Sotto il punta di vista soggettivo, mancherebbe inoltre il dolo generico richiesto per l’integrazione del reato in questione: la coppia, consapevole del divieto di surrogazione di maternità vigente in Italia, aveva infatti svolto l’iter per la fecondazione in Ucraina, dove al contrario tale pratica è legale a tutti gli effetti. Di conseguenza, avendo agito nella convinzione che i certificati rilasciati dalle istituzioni Ucraine fossero totalmente validi e regolarmente emessi, gli imputati non avevano alcuna coscienza e volontà di rendere una dichiarazione generica o non corrispondente al vero sullo stato civile dei neonati.

Alla luce di quanto rilevato, la Corte di legittimità ha pertanto sancito il seguente principio di diritto:

Non commette reato di falsa certificazione la donna che dichiara di essere la madre di bambini nati con la maternità surrogata, con fecondazione eterologa, se in quel Paese la pratica è lecita. 
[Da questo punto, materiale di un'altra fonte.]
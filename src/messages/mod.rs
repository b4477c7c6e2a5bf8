//! Message store
//!
//! Per-user chat history. Every user message is answered by the
//! [`chatbot`]; both sides of the exchange are stored under the user's id.

pub mod chatbot;

use async_trait::async_trait;
use dashmap::DashMap;
use serde::{Deserialize, Serialize};
use thiserror::Error;

/// Message store errors
#[derive(Error, Debug, PartialEq)]
pub enum MessageError {
    #[error("Message not found: {0}")]
    NotFound(String),

    #[error("Message {0} is not editable by this user")]
    Forbidden(String),
}

pub type MessageResult<T> = Result<T, MessageError>;

/// Stored chat message
#[derive(Debug, Clone, PartialEq, Serialize, Deserialize)]
pub struct Message {
    pub id_message: String,
    pub id_user: String,
    pub content: String,
    pub timestamp: String,
    pub is_bot: bool,
}

impl Message {
    fn new(user_id: &str, content: impl Into<String>, is_bot: bool) -> Self {
        Self {
            id_message: uuid::Uuid::new_v4().to_string(),
            id_user: user_id.to_string(),
            content: content.into(),
            timestamp: chrono::Utc::now().to_rfc3339(),
            is_bot,
        }
    }
}

/// Request body for sending or editing a message
#[derive(Debug, Clone, Deserialize)]
pub struct MessagePayload {
    pub content: String,
}

/// Message storage backend
#[async_trait]
pub trait MessageStore: Send + Sync {
    /// Messages of one user, oldest first
    async fn list_for_user(&self, user_id: &str) -> MessageResult<Vec<Message>>;

    /// Store a user message and the bot reply, returned in that order
    async fn send(&self, user_id: &str, content: &str) -> MessageResult<(Message, Message)>;

    /// Replace the content of a message the user wrote
    async fn update(&self, message_id: &str, user_id: &str, content: &str)
        -> MessageResult<Message>;

    /// Delete a message the user wrote
    async fn delete(&self, message_id: &str, user_id: &str) -> MessageResult<()>;
}

/// In-memory message store
#[derive(Default)]
pub struct InMemoryMessageStore {
    by_user: DashMap<String, Vec<Message>>,
}

impl InMemoryMessageStore {
    pub fn new() -> Self {
        Self::default()
    }

    /// `NotFound` when no user holds the id, `Forbidden` when another user does
    fn ownership_error(&self, message_id: &str, user_id: &str) -> MessageError {
        let owned_elsewhere = self.by_user.iter().any(|entry| {
            entry.key() != user_id && entry.value().iter().any(|m| m.id_message == message_id)
        });
        if owned_elsewhere {
            tracing::warn!(message_id, "Access to another user's message denied");
            MessageError::Forbidden(message_id.to_string())
        } else {
            MessageError::NotFound(message_id.to_string())
        }
    }
}

#[async_trait]
impl MessageStore for InMemoryMessageStore {
    async fn list_for_user(&self, user_id: &str) -> MessageResult<Vec<Message>> {
        Ok(self
            .by_user
            .get(user_id)
            .map(|messages| messages.value().clone())
            .unwrap_or_default())
    }

    async fn send(&self, user_id: &str, content: &str) -> MessageResult<(Message, Message)> {
        let user_message = Message::new(user_id, content, false);
        let bot_message = Message::new(user_id, chatbot::generate_reply(content), true);

        self.by_user
            .entry(user_id.to_string())
            .or_default()
            .extend([user_message.clone(), bot_message.clone()]);

        tracing::debug!(
            message_id = %user_message.id_message,
            "Stored message and bot reply"
        );
        Ok((user_message, bot_message))
    }

    async fn update(
        &self,
        message_id: &str,
        user_id: &str,
        content: &str,
    ) -> MessageResult<Message> {
        if let Some(mut messages) = self.by_user.get_mut(user_id) {
            if let Some(message) = messages.iter_mut().find(|m| m.id_message == message_id) {
                if message.is_bot {
                    return Err(MessageError::Forbidden(message_id.to_string()));
                }
                message.content = content.to_string();
                return Ok(message.clone());
            }
        }
        Err(self.ownership_error(message_id, user_id))
    }

    async fn delete(&self, message_id: &str, user_id: &str) -> MessageResult<()> {
        if let Some(mut messages) = self.by_user.get_mut(user_id) {
            if let Some(pos) = messages.iter().position(|m| m.id_message == message_id) {
                if messages[pos].is_bot {
                    return Err(MessageError::Forbidden(message_id.to_string()));
                }
                messages.remove(pos);
                return Ok(());
            }
        }
        Err(self.ownership_error(message_id, user_id))
    }
}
La falsa attestazione o dichiarazione a un pubblico ufficiale sulla identità o su qualità personali proprie o di altri

Ai sensi dell’art. 495 c.p. è punito con la reclusione “chiunque dichiara o attesta falsamente al pubblico ufficiale, l’identità, lo stato o altre qualità della propria o dell’altrui persona”.

È altresì previsto un aumento della pena 

  1. se si tratta di dichiarazioni in atti dello stato civile;
  2. se la falsa dichiarazione sulla propria identità, sul proprio stato o sulle proprie qualità personali è resa all’autorità giudiziaria.

Con riferimento al caso in esame, il reato non risulterebbe integrato dal punto di vista oggettivo giacché la condotta in questione non soltanto era consentita dalla lex soci ma è proprio la legislazione straniera ad attribuire la qualifica di madre sociale in caso di maternità surrogata, circostanza che escluderebbe radicalmente la sussistenza di una falsa dichiarazione. 

Infine, anche sotto il profilo soggettivo, mancherebbe la coscienza e volontà di rendere una falsa dichiarazione, non sussistenti in virtù della liceità della condotta conferita dall’ordinamento estero.